(Collected data entries)

◇ ◇ ◇ ◇ ◇ ◇ ◇

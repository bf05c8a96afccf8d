//! Scripted in-memory page used by unit tests
//!
//! Records every primitive call, serves body text from a queue of frames and
//! accounts sleeps as virtual time.

use super::traits::{LoadPolicy, PageConnector, PageDriver, Selector};
use anyhow::Result;
use async_trait::async_trait;
use std::collections::{HashMap, HashSet, VecDeque};
use std::path::Path;
use std::sync::{Arc, Mutex};

#[derive(Debug, Clone, PartialEq, Eq)]
pub enum Call {
    Navigate(String),
    Fill(String, String),
    Click(String),
    ClickNth(String, usize),
    Press(String, String),
    Sleep(u64),
    Close,
}

#[derive(Default)]
pub struct ScriptedPage {
    elements: Mutex<HashSet<String>>,
    frames: Mutex<VecDeque<String>>,
    texts: HashMap<String, Vec<String>>,
    attributes: HashMap<(String, String), String>,
    eval_results: Vec<(String, serde_json::Value)>,
    element_evals: HashMap<String, serde_json::Value>,
    calls: Mutex<Vec<Call>>,
    slept: Mutex<u64>,
    panic_on_navigate: bool,
    close_log: Option<(Arc<Mutex<Vec<String>>>, String)>,
}

impl ScriptedPage {
    pub fn new() -> Self {
        Self::default()
    }

    /// Mark a selector (in Playwright form) as present
    pub fn with_element(self, selector: &str) -> Self {
        self.elements.lock().unwrap().insert(selector.to_string());
        self
    }

    /// Body text frames served in order; the last frame repeats
    pub fn with_frames<I, S>(self, frames: I) -> Self
    where
        I: IntoIterator<Item = S>,
        S: Into<String>,
    {
        self.frames
            .lock()
            .unwrap()
            .extend(frames.into_iter().map(Into::into));
        self
    }

    pub fn with_texts(mut self, selector: &str, texts: &[&str]) -> Self {
        self.texts.insert(
            selector.to_string(),
            texts.iter().map(|t| t.to_string()).collect(),
        );
        self.with_element(selector)
    }

    pub fn with_attribute(mut self, selector: &str, name: &str, value: &str) -> Self {
        self.attributes
            .insert((selector.to_string(), name.to_string()), value.to_string());
        self.with_element(selector)
    }

    /// Result for any `evaluate` whose script contains `needle`
    pub fn with_eval(mut self, needle: &str, value: serde_json::Value) -> Self {
        self.eval_results.push((needle.to_string(), value));
        self
    }

    pub fn with_element_eval(mut self, selector: &str, value: serde_json::Value) -> Self {
        self.element_evals.insert(selector.to_string(), value);
        self.with_element(selector)
    }

    pub fn remove_element(self, selector: &str) -> Self {
        self.elements.lock().unwrap().remove(selector);
        self
    }

    /// Any navigation panics, standing in for a failed assertion mid-suite
    pub fn panicking_on_navigate(mut self) -> Self {
        self.panic_on_navigate = true;
        self
    }

    fn closing_into(mut self, log: Arc<Mutex<Vec<String>>>, endpoint: &str) -> Self {
        self.close_log = Some((log, endpoint.to_string()));
        self
    }

    pub fn calls(&self) -> Vec<Call> {
        self.calls.lock().unwrap().clone()
    }

    pub fn clicks(&self) -> Vec<String> {
        self.calls()
            .into_iter()
            .filter_map(|c| match c {
                Call::Click(s) => Some(s),
                _ => None,
            })
            .collect()
    }

    pub fn fills(&self) -> Vec<(String, String)> {
        self.calls()
            .into_iter()
            .filter_map(|c| match c {
                Call::Fill(s, v) => Some((s, v)),
                _ => None,
            })
            .collect()
    }

    pub fn slept_ms(&self) -> u64 {
        *self.slept.lock().unwrap()
    }

    fn record(&self, call: Call) {
        self.calls.lock().unwrap().push(call);
    }

    fn present(&self, selector: &Selector) -> bool {
        let elements = self.elements.lock().unwrap();
        match selector {
            Selector::AnyOf(candidates) => candidates
                .iter()
                .any(|c| elements.contains(&c.to_playwright())),
            other => elements.contains(&other.to_playwright()),
        }
    }

    fn next_frame(&self) -> String {
        let mut frames = self.frames.lock().unwrap();
        if frames.len() > 1 {
            frames.pop_front().unwrap_or_default()
        } else {
            frames.front().cloned().unwrap_or_default()
        }
    }
}

#[async_trait]
impl PageDriver for ScriptedPage {
    async fn navigate(&self, url: &str, _policy: LoadPolicy, _timeout_ms: u64) -> Result<()> {
        self.record(Call::Navigate(url.to_string()));
        if self.panic_on_navigate {
            panic!("navigation to {} blew up", url);
        }
        Ok(())
    }

    async fn fill(&self, selector: &Selector, value: &str) -> Result<()> {
        let sel = selector.to_playwright();
        self.record(Call::Fill(sel.clone(), value.to_string()));
        if !self.present(selector) {
            anyhow::bail!("Timeout waiting for {}", sel);
        }
        Ok(())
    }

    async fn click(&self, selector: &Selector) -> Result<()> {
        let sel = selector.to_playwright();
        self.record(Call::Click(sel.clone()));
        if !self.present(selector) {
            anyhow::bail!("Timeout waiting for {}", sel);
        }
        Ok(())
    }

    async fn click_nth(&self, selector: &Selector, index: usize) -> Result<()> {
        self.record(Call::ClickNth(selector.to_playwright(), index));
        Ok(())
    }

    async fn press(&self, selector: &Selector, key: &str) -> Result<()> {
        self.record(Call::Press(selector.to_playwright(), key.to_string()));
        Ok(())
    }

    async fn exists(&self, selector: &Selector) -> Result<bool> {
        Ok(self.present(selector))
    }

    async fn read_text(&self, selector: &Selector) -> Result<String> {
        let sel = selector.to_playwright();
        if sel == "body" {
            return Ok(self.next_frame());
        }
        Ok(self
            .texts
            .get(&sel)
            .and_then(|t| t.first().cloned())
            .unwrap_or_default())
    }

    async fn read_all_texts(&self, selector: &Selector) -> Result<Vec<String>> {
        Ok(self
            .texts
            .get(&selector.to_playwright())
            .cloned()
            .unwrap_or_default())
    }

    async fn attribute(&self, selector: &Selector, name: &str) -> Result<Option<String>> {
        if !self.present(selector) {
            return Ok(None);
        }
        Ok(self
            .attributes
            .get(&(selector.to_playwright(), name.to_string()))
            .cloned())
    }

    async fn evaluate(&self, script: &str, _arg: serde_json::Value) -> Result<serde_json::Value> {
        if script.contains("innerText") {
            return Ok(serde_json::Value::String(self.next_frame()));
        }
        Ok(self
            .eval_results
            .iter()
            .find(|(needle, _)| script.contains(needle.as_str()))
            .map(|(_, v)| v.clone())
            .unwrap_or(serde_json::Value::Null))
    }

    async fn evaluate_on(
        &self,
        selector: &Selector,
        _script: &str,
    ) -> Result<Option<serde_json::Value>> {
        if !self.present(selector) {
            return Ok(None);
        }
        Ok(Some(
            self.element_evals
                .get(&selector.to_playwright())
                .cloned()
                .unwrap_or(serde_json::Value::Null),
        ))
    }

    async fn current_url(&self) -> Result<String> {
        Ok("https://app.example.test/".to_string())
    }

    async fn screenshot(&self, _path: &Path) -> Result<()> {
        Ok(())
    }

    async fn sleep(&self, ms: u64) {
        self.record(Call::Sleep(ms));
        *self.slept.lock().unwrap() += ms;
    }

    async fn close(&self) -> Result<()> {
        self.record(Call::Close);
        if let Some((log, endpoint)) = &self.close_log {
            log.lock().unwrap().push(endpoint.clone());
        }
        Ok(())
    }
}

/// Connector handing out a fresh scripted page per session
pub struct ScriptedConnector {
    factory: Option<fn() -> ScriptedPage>,
    endpoints: Mutex<Vec<String>>,
    closed: Arc<Mutex<Vec<String>>>,
}

impl ScriptedConnector {
    pub fn new(factory: fn() -> ScriptedPage) -> Self {
        Self {
            factory: Some(factory),
            endpoints: Mutex::new(Vec::new()),
            closed: Arc::default(),
        }
    }

    /// Every connection attempt fails
    pub fn refusing() -> Self {
        Self {
            factory: None,
            endpoints: Mutex::new(Vec::new()),
            closed: Arc::default(),
        }
    }

    pub fn endpoints(&self) -> Vec<String> {
        self.endpoints.lock().unwrap().clone()
    }

    /// Endpoints whose page was closed, in order
    pub fn closed(&self) -> Vec<String> {
        self.closed.lock().unwrap().clone()
    }
}

#[async_trait]
impl PageConnector for ScriptedConnector {
    async fn connect(&self, endpoint: &str) -> Result<Box<dyn PageDriver>> {
        let Some(factory) = self.factory else {
            anyhow::bail!("Failed to connect to {}: connection refused", endpoint);
        };
        self.endpoints.lock().unwrap().push(endpoint.to_string());
        Ok(Box::new(factory().closing_into(self.closed.clone(), endpoint)))
    }
}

◇ ◇ ◇ ◇ ◇ ◇ ◇

* **What this task involves**: Reproduce, with no other lines, the one containing "pub fn new(factory: fn()" and all lines after it through the end of the data above.

* **Exercise output**:
    pub fn new(factory: fn() -> ScriptedPage) -> Self {
        Self {
            factory: Some(factory),
            endpoints: Mutex::new(Vec::new()),
            closed: Arc::default(),
        }
    }

    /// Every connection attempt fails
    pub fn refusing() -> Self {
        Self {
            factory: None,
            endpoints: Mutex::new(Vec::new()),
            closed: Arc::default(),
        }
    }

    pub fn endpoints(&self) -> Vec<String> {
        self.endpoints.lock().unwrap().clone()
    }

    /// Endpoints whose page was closed, in order
    pub fn closed(&self) -> Vec<String> {
        self.closed.lock().unwrap().clone()
    }
}

#[async_trait]
impl PageConnector for ScriptedConnector {
    async fn connect(&self, endpoint: &str) -> Result<Box<dyn PageDriver>> {
        let Some(factory) = self.factory else {
            anyhow::bail!("Failed to connect to {}: connection refused", endpoint);
        };
        self.endpoints.lock().unwrap().push(endpoint.to_string());
        Ok(Box::new(factory().closing_into(self.closed.clone(), endpoint)))
    }
}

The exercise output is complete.